The body clock functions based on the sun. Therefore, the best thing you can do to overcome jet lag is to step into the outdoors as much as possible during the day, and remove artificial lighting—especially blue light from electronic screens—at night. Those are tricky rules to follow while you're still operating on your normal time zone, but Bin says that powering through the day is essential to synchronizing your body clock. A short nap can reduce fatigue, but sleeping for more than an hour during the day will make it impossible to adjust to the new time zone.
Readjust your eating schedule.
The body clock not only determines when we go to sleep, but it also affects metabolism and digestion. "A common symptom of jet lag is feeling extremely hungry at unusual times," says Bin. Just as you get used to going to sleep at certain times, your body learns to anticipate when food is coming based on when you typically have your meals. Make sure you're packing a healthy meal loaded with fruits and vegetables, and avoiding hyper-processed foods as much as possible. Eat your carb-heavy meal in the evening around four hours before bed as it will make you drowsy and may make it easier to fall asleep. For the same reason, you'll want to eat less carbs during the day to prevent feeling even more fatigued.
Drink coffee in moderation.
Just like when we're trying to get through the midday slump at home, grabbing a cup of coffee can help you stay awake and alert when jet lag is dragging you down. Remember that caffeine can stay in your system for four to eight hours so factor that in when deciding if you need your afternoon cup of joe. "If you are sensitive, it is probably best to avoid caffeine after midday to promote sleep," says Bin. In addition to declining the after-dinner espresso, avid coffee drinkers should follow the standard rule not to have more than four cups of coffee a day.
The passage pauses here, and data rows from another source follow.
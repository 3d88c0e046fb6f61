//! SPARQL algebra
//!
//! Queries reach the evaluator as a closed tree of [`Algebra`] operators,
//! produced by an external parser or built directly with the constructor
//! helpers below.

use std::collections::BTreeSet;
use std::fmt;

use super::expression::Expression;
use super::solution::Solution;
use crate::term::{Term, Variable};

/// A triple pattern; any position may hold a variable
#[derive(Clone, Debug, PartialEq, Eq, Hash)]
pub struct TriplePattern {
    pub subject: Term,
    pub predicate: Term,
    pub object: Term,
}

impl TriplePattern {
    pub fn new(subject: Term, predicate: Term, object: Term) -> Self {
        TriplePattern { subject, predicate, object }
    }

    /// Variables of the pattern, in position order and without duplicates
    pub fn variables(&self) -> Vec<&Variable> {
        let mut vars: Vec<&Variable> = Vec::with_capacity(3);
        for term in [&self.subject, &self.predicate, &self.object] {
            if let Term::Variable(v) = term {
                if !vars.contains(&v) {
                    vars.push(v);
                }
            }
        }
        vars
    }

    /// Number of positions holding a concrete term
    pub fn bound_count(&self) -> usize {
        [&self.subject, &self.predicate, &self.object]
            .iter()
            .filter(|t| !t.is_variable())
            .count()
    }

    /// Replace variables bound in `solution` by their values
    pub fn substitute(&self, solution: &Solution) -> TriplePattern {
        TriplePattern {
            subject: solution.resolve(&self.subject),
            predicate: solution.resolve(&self.predicate),
            object: solution.resolve(&self.object),
        }
    }
}

impl fmt::Display for TriplePattern {
    fn fmt(&self, f: &mut fmt::Formatter<'_>) -> fmt::Result {
        write!(f, "{} {} {}", self.subject, self.predicate, self.object)
    }
}

/// SPARQL 1.1 property path
#[derive(Clone, Debug, PartialEq, Eq, Hash)]
pub enum PropertyPath {
    /// A single predicate IRI
    Predicate(Term),
    /// `^path`
    Inverse(Box<PropertyPath>),
    /// `path1 / path2`
    Sequence(Box<PropertyPath>, Box<PropertyPath>),
    /// `path1 | path2`
    Alternative(Box<PropertyPath>, Box<PropertyPath>),
    /// `path*`
    ZeroOrMore(Box<PropertyPath>),
    /// `path+`
    OneOrMore(Box<PropertyPath>),
    /// `path?`
    ZeroOrOne(Box<PropertyPath>),
    /// `!(iri1 | ^iri2 | ...)`
    NegatedSet {
        forward: Vec<Term>,
        inverse: Vec<Term>,
    },
}

impl PropertyPath {
    pub fn predicate(iri: &str) -> Self {
        PropertyPath::Predicate(Term::uri(iri))
    }

    pub fn inverse(self) -> Self {
        PropertyPath::Inverse(Box::new(self))
    }

    pub fn then(self, next: PropertyPath) -> Self {
        PropertyPath::Sequence(Box::new(self), Box::new(next))
    }

    pub fn or(self, other: PropertyPath) -> Self {
        PropertyPath::Alternative(Box::new(self), Box::new(other))
    }

    pub fn zero_or_more(self) -> Self {
        PropertyPath::ZeroOrMore(Box::new(self))
    }

    pub fn one_or_more(self) -> Self {
        PropertyPath::OneOrMore(Box::new(self))
    }

    pub fn zero_or_one(self) -> Self {
        PropertyPath::ZeroOrOne(Box::new(self))
    }
}

/// Aggregate functions
#[derive(Clone, Debug, PartialEq, Eq, Hash)]
pub enum AggregateFunction {
    Count,
    Sum,
    Avg,
    Min,
    Max,
    Sample,
    GroupConcat { separator: String },
    Median,
    Mode,
    /// MIN over the numeric values only
    NumericMin,
    /// MAX over the numeric values only
    NumericMax,
}

/// One aggregate of a GROUP BY
#[derive(Clone, Debug, PartialEq)]
pub struct Aggregate {
    pub function: AggregateFunction,
    /// The aggregated expression; `None` is `COUNT(*)`
    pub expression: Option<Expression>,
    pub distinct: bool,
}

impl Aggregate {
    pub fn new(function: AggregateFunction, expression: Expression) -> Self {
        Aggregate { function, expression: Some(expression), distinct: false }
    }

    /// `COUNT(*)`
    pub fn count_all() -> Self {
        Aggregate { function: AggregateFunction::Count, expression: None, distinct: false }
    }

    pub fn distinct(mut self) -> Self {
        self.distinct = true;
        self
    }
}

/// A GROUP BY key; variables keep their name, other expressions need an alias
/// to be visible after grouping
#[derive(Clone, Debug, PartialEq)]
pub struct GroupKey {
    pub expression: Expression,
    pub alias: Option<Variable>,
}

impl GroupKey {
    pub fn variable(name: &str) -> Self {
        GroupKey { expression: Expression::var(name), alias: None }
    }

    /// The variable the key value is bound to in the output rows
    pub fn output_variable(&self) -> Option<&Variable> {
        match (&self.alias, &self.expression) {
            (Some(alias), _) => Some(alias),
            (None, Expression::Variable(v)) => Some(v),
            _ => None,
        }
    }
}

/// ORDER BY condition
#[derive(Clone, Debug, PartialEq)]
pub struct OrderCondition {
    pub expression: Expression,
    pub descending: bool,
}

impl OrderCondition {
    pub fn asc(expression: Expression) -> Self {
        OrderCondition { expression, descending: false }
    }

    pub fn desc(expression: Expression) -> Self {
        OrderCondition { expression, descending: true }
    }
}

/// SPARQL algebra operators
#[derive(Clone, Debug, PartialEq)]
pub enum Algebra {
    /// Basic graph pattern
    Bgp(Vec<TriplePattern>),
    /// Property path pattern
    Path {
        subject: Term,
        path: PropertyPath,
        object: Term,
    },
    Join(Box<Algebra>, Box<Algebra>),
    /// OPTIONAL with its optional filter
    LeftJoin(Box<Algebra>, Box<Algebra>, Option<Expression>),
    Union(Box<Algebra>, Box<Algebra>),
    Filter(Expression, Box<Algebra>),
    /// BIND
    Extend(Box<Algebra>, Variable, Expression),
    Minus(Box<Algebra>, Box<Algebra>),
    Group {
        inner: Box<Algebra>,
        keys: Vec<GroupKey>,
        aggregates: Vec<(Variable, Aggregate)>,
    },
    OrderBy(Box<Algebra>, Vec<OrderCondition>),
    Distinct(Box<Algebra>),
    Reduced(Box<Algebra>),
    Slice {
        inner: Box<Algebra>,
        offset: usize,
        limit: Option<usize>,
    },
    Project(Box<Algebra>, Vec<Variable>),
    /// GRAPH pattern; `name` is an IRI or a variable
    Graph {
        name: Term,
        inner: Box<Algebra>,
    },
    /// Inline data; `None` cells are UNDEF
    Values {
        variables: Vec<Variable>,
        rows: Vec<Vec<Option<Term>>>,
    },
    /// Federated query delegated to a service handler
    Service {
        endpoint: Term,
        inner: Box<Algebra>,
        silent: bool,
    },
    /// The single empty solution
    Empty,
}

impl Algebra {
    pub fn bgp(patterns: Vec<TriplePattern>) -> Self {
        Algebra::Bgp(patterns)
    }

    pub fn join(left: Algebra, right: Algebra) -> Self {
        Algebra::Join(Box::new(left), Box::new(right))
    }

    pub fn left_join(left: Algebra, right: Algebra, filter: Option<Expression>) -> Self {
        Algebra::LeftJoin(Box::new(left), Box::new(right), filter)
    }

    pub fn union(left: Algebra, right: Algebra) -> Self {
        Algebra::Union(Box::new(left), Box::new(right))
    }

    pub fn filter(self, expression: Expression) -> Self {
        Algebra::Filter(expression, Box::new(self))
    }

    pub fn extend(self, variable: &str, expression: Expression) -> Self {
        Algebra::Extend(Box::new(self), Variable::new(variable), expression)
    }

    pub fn minus(left: Algebra, right: Algebra) -> Self {
        Algebra::Minus(Box::new(left), Box::new(right))
    }

    pub fn group(self, keys: Vec<GroupKey>, aggregates: Vec<(Variable, Aggregate)>) -> Self {
        Algebra::Group { inner: Box::new(self), keys, aggregates }
    }

    pub fn order_by(self, conditions: Vec<OrderCondition>) -> Self {
        Algebra::OrderBy(Box::new(self), conditions)
    }

    pub fn distinct(self) -> Self {
        Algebra::Distinct(Box::new(self))
    }

    pub fn reduced(self) -> Self {
        Algebra::Reduced(Box::new(self))
    }

    pub fn slice(self, offset: usize, limit: Option<usize>) -> Self {
        Algebra::Slice { inner: Box::new(self), offset, limit }
    }

    pub fn project(self, variables: &[&str]) -> Self {
        Algebra::Project(Box::new(self), variables.iter().map(|v| Variable::new(v)).collect())
    }

    pub fn graph(name: Term, inner: Algebra) -> Self {
        Algebra::Graph { name, inner: Box::new(inner) }
    }

    pub fn path(subject: Term, path: PropertyPath, object: Term) -> Self {
        Algebra::Path { subject, path, object }
    }

    /// Variables that may be bound in the solutions of this operator, in
    /// first-appearance order
    pub fn visible_variables(&self) -> Vec<Variable> {
        let mut seen = BTreeSet::new();
        let mut out = Vec::new();
        self.collect_visible(&mut seen, &mut out);
        out
    }

    fn collect_visible(&self, seen: &mut BTreeSet<Variable>, out: &mut Vec<Variable>) {
        fn push(v: &Variable, seen: &mut BTreeSet<Variable>, out: &mut Vec<Variable>) {
            if seen.insert(v.clone()) {
                out.push(v.clone());
            }
        }
        match self {
            Algebra::Bgp(patterns) => {
                for pattern in patterns {
                    for v in pattern.variables() {
                        push(v, seen, out);
                    }
                }
            }
            Algebra::Path { subject, object, .. } => {
                for term in [subject, object] {
                    if let Term::Variable(v) = term {
                        push(v, seen, out);
                    }
                }
            }
            Algebra::Join(l, r) | Algebra::LeftJoin(l, r, _) | Algebra::Union(l, r) => {
                l.collect_visible(seen, out);
                r.collect_visible(seen, out);
            }
            Algebra::Minus(l, _) => l.collect_visible(seen, out),
            Algebra::Filter(_, inner)
            | Algebra::OrderBy(inner, _)
            | Algebra::Distinct(inner)
            | Algebra::Reduced(inner)
            | Algebra::Slice { inner, .. }
            | Algebra::Service { inner, .. } => inner.collect_visible(seen, out),
            Algebra::Extend(inner, v, _) => {
                inner.collect_visible(seen, out);
                push(v, seen, out);
            }
            Algebra::Group { keys, aggregates, .. } => {
                for key in keys {
                    if let Some(v) = key.output_variable() {
                        push(v, seen, out);
                    }
                }
                for (v, _) in aggregates {
                    push(v, seen, out);
                }
            }
            Algebra::Project(_, vars) | Algebra::Values { variables: vars, .. } => {
                for v in vars {
                    push(v, seen, out);
                }
            }
            Algebra::Graph { name, inner } => {
                if let Term::Variable(v) = name {
                    push(v, seen, out);
                }
                inner.collect_visible(seen, out);
            }
            Algebra::Empty => {}
        }
    }

    /// Replace variables bound in `solution` by their values throughout the
    /// tree. Used to evaluate EXISTS against one outer row.
    pub fn substitute(&self, solution: &Solution) -> Algebra {
        if solution.is_empty() {
            return self.clone();
        }
        let sub = |a: &Algebra| Box::new(a.substitute(solution));
        match self {
            Algebra::Bgp(patterns) => {
                Algebra::Bgp(patterns.iter().map(|p| p.substitute(solution)).collect())
            }
            Algebra::Path { subject, path, object } => Algebra::Path {
                subject: solution.resolve(subject),
                path: path.clone(),
                object: solution.resolve(object),
            },
            Algebra::Join(l, r) => Algebra::Join(sub(l), sub(r)),
            Algebra::LeftJoin(l, r, e) => {
                Algebra::LeftJoin(sub(l), sub(r), e.as_ref().map(|e| e.substitute(solution)))
            }
            Algebra::Union(l, r) => Algebra::Union(sub(l), sub(r)),
            Algebra::Filter(e, inner) => Algebra::Filter(e.substitute(solution), sub(inner)),
            Algebra::Extend(inner, v, e) => {
                Algebra::Extend(sub(inner), v.clone(), e.substitute(solution))
            }
            Algebra::Minus(l, r) => Algebra::Minus(sub(l), sub(r)),
            Algebra::Group { inner, keys, aggregates } => Algebra::Group {
                inner: sub(inner),
                keys: keys.clone(),
                aggregates: aggregates.clone(),
            },
            Algebra::OrderBy(inner, c) => Algebra::OrderBy(sub(inner), c.clone()),
            Algebra::Distinct(inner) => Algebra::Distinct(sub(inner)),
            Algebra::Reduced(inner) => Algebra::Reduced(sub(inner)),
            Algebra::Slice { inner, offset, limit } => Algebra::Slice {
                inner: sub(inner),
                offset: *offset,
                limit: *limit,
            },
            // projection hides inner variables from the outer row
            Algebra::Project(inner, vars) => Algebra::Project(
                Box::new(inner.substitute(&solution.project(vars))),
                vars.clone(),
            ),
            Algebra::Graph { name, inner } => Algebra::Graph {
                name: solution.resolve(name),
                inner: sub(inner),
            },
            Algebra::Values { .. } | Algebra::Empty => self.clone(),
            Algebra::Service { endpoint, inner, silent } => Algebra::Service {
                endpoint: endpoint.clone(),
                inner: sub(inner),
                silent: *silent,
            },
        }
    }
}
Reduce your alcohol intake.
Alcohol might help you fall asleep, but it will also prevent you from getting the quality sleep you need. As the old adage goes, quality is better than quantity when it comes to sleep, and it is especially true when you're trying to recover from jet lag. Bin adds that you should avoid drinking alcohol during the morning of your origin. "The way the body metabolizes alcohol is different depending on what time it is, according to our body clock," says Bin. With that being said, it's probably best to avoid the cocktail menu on your next international flight.
Use melatonin with caution.
This natural herbal supplement can be helpful for easing jet lag, but Bin warns that it might not be safe for everyone. "In Australia, melatonin is only available by prescription and that is because we don't know if it is safe to be used in pregnancy, for people with health conditions, and in children," she says. If you can make it work with your schedule, adjusting to the time zone in the days before your departure can prevent jet lag from having too much of an impact while you're traveling. In the evenings leading up to your trip, take one to three milligrams two hours before the time that you want to fall asleep in the time zone you're traveling to. Continue this regimen while you're on the trip and you should have a much easier time getting the shuteye you need.